World Diabetes Day is celebrated on the day of birth of Frederick Banting, who discovered insulin - the hormone used to manage diabetes. Diabetes is a disease which occurs when your blood sugar level - or the level of your blood glucose - is too high. Insulin, a hormone produced by the pancreas, is responsible for getting glucose out of the food you eat and transferring it to your cells as energy. Diabetes is caused by the organism's failure to manage blood sugar level. Untreated diabetes can cause serious complications and deterioration in the condition of kidneys, eyes, nerve system, or heart.

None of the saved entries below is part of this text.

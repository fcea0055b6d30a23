//! 时间工具函数 — 看板显示用的分钟级相对时间
//!
//! 所有格式化都是 `(now, t)` 的纯函数，每次渲染重新计算，
//! 不落库存储。

use chrono::{DateTime, Utc};

/// 相对过去时间 ("Just now" / "1 min ago" / "{n} mins ago")
pub fn time_ago(now: DateTime<Utc>, t: DateTime<Utc>) -> String {
    let mins = (now - t).num_minutes();
    match mins {
        i64::MIN..=0 => "Just now".to_string(),
        1 => "1 min ago".to_string(),
        n => format!("{} mins ago", n),
    }
}

/// 相对未来时间 ("Overdue" / "Now" / "{n} mins")
///
/// 已过期的目标时间显示 "Overdue"，不显示负数。
pub fn time_until(now: DateTime<Utc>, t: DateTime<Utc>) -> String {
    if t < now {
        return "Overdue".to_string();
    }
    let mins = (t - now).num_minutes();
    match mins {
        0 => "Now".to_string(),
        n => format!("{} mins", n),
    }
}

The Great Orchestra of Christmas Charity Foundation takes up different initiatives in order to help people dealing with diabetes.
Nationwide Programme for Personal Insulin Pump Treatment of Pregnant Women with Diabetes
The idea of this programme is a simple one, but it helps women struggling with diabetes to have a healthy pregnancy. Since its launch in 2004, the Foundation has purchased 890 personal insulin pumps, which have been rented out to 2 892 women. The equipment is available for rent in 32 clinics across the country - it is free of charge for women with diabetes, who want to be certain that their glucose level is precisely managed during their pregnancy. We are delighted to say that thanks to the Programme, we welcomed 1117 healthy babies into this world!
Get Even with Diabetes Run
The 12th edition of the race will take place in Warsaw on the day of the Grand Finale charitable collection. This year the proceeds from the sale of race packs will go towards the purchase of personal insulin pumps for pregnant women with diabetes and finance the educational initiative of the Foundation. The 5K run will take the runners across Warsaw, and they will be easily recognizable by their orange T-shirt. The race is a great opportunity to raise diabetes awareness and promote a healthy lifestyle.
"Get Even with Diabetes"
Nutrition is essential when it comes to managing diabetes. Due to the fact that the organism does not regulate the levels of blood glucose (or, to put it simply, it does not break out sugar you consume into fuel for your cells), you have to keep a close watch of what you consume. We have teamed up with leading food manufacturers in the country to ensure that food packaging contains clear nutrition guidelines, which would help people with diabetes manage their sugar intake.
We also used to finance and run a programme providing personal insulin pumps for children with diabetes, but the programme was terminated in 2008 because now the state-funded medical programme now supplies children with personal insulin pumps. In the 7 years of activity of the programme, we have purchased 2978 personal insulin pumps.